Android中编译集成证书

证书简介

• DER（Distinguished Encoding Rules）
  DER是二进制格式，不可读。
• PEM（Privacy Enhanced Mail）
  PEM以"-----BEGIN CERTIFICATE-----"开头, "-----END CERTIFICATE-----"结尾，内容以BASE64编码。

# 查看DER格式证书的信息
openssl x509 -in certificate.der -inform der -text -noout

生成方式

通过查看/system/ca-certificates/下的README.cacerts
格式为：.

#hash 查看
openssl x509 -subject_hash_old -in 证书文件 


#cer格式
openssl x509 -inform DER -text -in cerfile > ${hash}.0

#pem格式
openssl x509 -inform PEM -text -in pemfile > ${hash}.0

集成方法

/system/ca-certificates/Android.mk

LOCAL_PATH := $(call my-dir)

#
# Definitions for installing Certificate Authority (CA) certificates
#

define all-files-under
$(patsubst ./%,%, \
  $(shell cd $(LOCAL_PATH) ; \
          find $(1) -type f) \
 )
endef

# $(1): module name
# $(2): source file
# $(3): destination directory
define include-prebuilt-with-destination-directory
include $$(CLEAR_VARS)
LOCAL_MODULE := $(1)
LOCAL_ADDITIONAL_DEPENDENCIES := $(LOCAL_PATH)/Android.mk
LOCAL_MODULE_STEM := $(notdir $(2))
LOCAL_MODULE_TAGS := optional
LOCAL_MODULE_CLASS := ETC
LOCAL_MODULE_PATH := $(3)
LOCAL_SRC_FILES := $(2)
include $$(BUILD_PREBUILT)
endef

cacerts := $(call all-files-under,files)

cacerts_target_directory := $(TARGET_OUT)/etc/security/cacerts
$(foreach cacert, $(cacerts), $(eval $(call include-prebuilt-with-destination-directory,target-cacert-$(notdir $(cacert)),$(cacert),$(cacerts_target_directory))))
cacerts_target := $(addprefix $(cacerts_target_directory)/,$(foreach cacert,$(cacerts),$(notdir $(cacert))))
.PHONY: cacerts_target
cacerts: $(cacerts_target)

# This is so that build/target/product/core.mk can use cacerts in PRODUCT_PACKAGES
ALL_MODULES.cacerts.INSTALLED := $(cacerts_target)

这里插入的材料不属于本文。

use omega_news_shared::models::Article;
use yew::prelude::*;
use yew_router::prelude::Link;

use crate::{router::Route, utils::format_short_date};

#[derive(Clone, Copy, PartialEq, Eq, Default)]
pub enum CardVariant {
    #[default]
    Default,
    HeroLarge,
    HeroSmall,
    Horizontal,
}

#[derive(Properties, PartialEq, Clone)]
pub struct ArticleCardProps {
    pub article: Article,
    #[prop_or_default]
    pub variant: CardVariant,
    #[prop_or(true)]
    pub show_excerpt: bool,
    #[prop_or_default]
    pub class: Classes,
}

#[derive(Properties, PartialEq, Clone)]
pub struct CategoryBadgeProps {
    pub category: AttrValue,
    #[prop_or_default]
    pub class: Classes,
}

/// Red pill linking to the category listing.
#[function_component(CategoryBadge)]
pub fn category_badge(props: &CategoryBadgeProps) -> Html {
    let route = Route::Category {
        slug: props.category.to_lowercase(),
    };
    html! {
        <Link<Route>
            to={route}
            classes={classes!(
                "relative",
                "z-20",
                "inline-block",
                "bg-[var(--primary)]",
                "px-2",
                "py-1",
                "text-[10px]",
                "font-bold",
                "uppercase",
                "tracking-wider",
                "text-white",
                "transition-colors",
                "hover:bg-red-800",
                props.class.clone()
            )}
        >
            { props.category.clone() }
        </Link<Route>>
    }
}

fn author_link(article: &Article, class: &'static str) -> Html {
    html! {
        <Link<Route> to={Route::author(&article.author.name)} classes={classes!(class, "hover:text-[var(--primary)]", "transition-colors")}>
            { article.author.name.clone() }
        </Link<Route>>
    }
}

fn title_link(article: &Article) -> Html {
    html! {
        <Link<Route> to={Route::Article { id: article.id.clone() }}>
            { article.title.clone() }
        </Link<Route>>
    }
}

#[function_component(ArticleCard)]
pub fn article_card(props: &ArticleCardProps) -> Html {
    let article = &props.article;
    let date = format_short_date(&article.date);
    let image = html! {
        <img
            src={article.image_url.clone()}
            alt={article.title.clone()}
            loading="lazy"
            class="h-full w-full object-cover transition-transform duration-700 group-hover:scale-105"
        />
    };

    match props.variant {
        CardVariant::HeroLarge => html! {
            <div class={classes!("group", "relative", "h-[400px]", "md:h-[500px]", "overflow-hidden", props.class.clone())}>
                { image }
                <div class="absolute inset-0 bg-gradient-to-t from-black/90 via-black/40 to-transparent"></div>
                <div class="absolute bottom-0 left-0 w-full p-6 md:w-3/4 md:p-8">
                    <CategoryBadge category={article.category.clone()} class={classes!("mb-3")} />
                    <h2 class="font-serif text-2xl font-bold leading-tight text-white md:text-4xl group-hover:underline">
                        { title_link(article) }
                    </h2>
                    <div class="mt-3 flex items-center gap-3 text-xs text-gray-300">
                        { author_link(article, "") }
                        <span>{ date }</span>
                    </div>
                </div>
            </div>
        },
        CardVariant::HeroSmall => html! {
            <div class={classes!("group", "relative", "h-[200px]", "md:h-[246px]", "overflow-hidden", props.class.clone())}>
                { image }
                <div class="absolute inset-0 bg-gradient-to-t from-black/90 via-black/20 to-transparent"></div>
                <div class="absolute bottom-0 left-0 p-4">
                    <CategoryBadge category={article.category.clone()} class={classes!("mb-2")} />
                    <h3 class="font-serif text-lg font-bold leading-snug text-white line-clamp-2 group-hover:text-[var(--primary)]">
                        { title_link(article) }
                    </h3>
                </div>
            </div>
        },
        CardVariant::Horizontal => html! {
            <div class={classes!("group", "flex", "items-start", "gap-5", props.class.clone())}>
                <div class="relative aspect-video w-1/3 shrink-0 overflow-hidden md:w-[240px]">
                    { image }
                    <div class="absolute left-2 top-2">
                        <CategoryBadge category={article.category.clone()} />
                    </div>
                </div>
                <div class="flex-1">
                    <h3 class="mb-2 font-serif text-lg font-bold leading-snug md:text-xl group-hover:text-[var(--primary)]">
                        { title_link(article) }
                    </h3>
                    <div class="mb-3 flex items-center gap-3 text-xs text-[var(--muted)]">
                        { author_link(article, "font-bold uppercase text-[var(--text)]") }
                        <span>{ date }</span>
                    </div>
                    <p class="text-sm leading-relaxed text-[var(--muted)] line-clamp-3">
                        { article.excerpt.clone() }
                    </p>
                </div>
            </div>
        },
        CardVariant::Default => html! {
            <div class={classes!("group", "flex", "h-full", "flex-col", props.class.clone())}>
                <div class="relative mb-4 aspect-video overflow-hidden">
                    { image }
                    <div class="absolute bottom-2 left-2">
                        <CategoryBadge category={article.category.clone()} />
                    </div>
                </div>
                <h3 class="mb-2 font-serif text-xl font-bold leading-snug group-hover:text-[var(--primary)]">
                    { title_link(article) }
                </h3>
                <div class="mb-3 flex items-center gap-3 text-xs text-[var(--muted)]">
                    { author_link(article, "font-bold text-[var(--text)]") }
                    <span>{ date }</span>
                </div>
                if props.show_excerpt {
                    <p class="mb-4 flex-grow text-sm leading-relaxed text-[var(--muted)] line-clamp-3">
                        { article.excerpt.clone() }
                    </p>
                }
            </div>
        },
    }
}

cacerts_host_directory := $(HOST_OUT)/etc/security/cacerts
$(foreach cacert, $(cacerts), $(eval $(call include-prebuilt-with-destination-directory,host-cacert-$(notdir $(cacert)),$(cacert),$(cacerts_host_directory))))

cacerts_host := $(addprefix $(cacerts_host_directory)/,$(foreach cacert,$(cacerts),$(notdir $(cacert))))
.PHONY: cacerts-host
cacerts-host: $(cacerts_host)

include $(call all-makefiles-under,$(LOCAL_PATH))

可以看出只需要将${hash}.h拷贝到/system/ca-certificates/files目录下即可。

编译：

source/lunch/make

查看结果：

编译生成的文件在目录out/target/product/${product_name}/system/etc/security/cacerts/下。

其他

google目录下：These CA certs are appropriate for connecting to Google services.
wfa_certs: These CA certs are Wi-Fi Alliance Root certificates.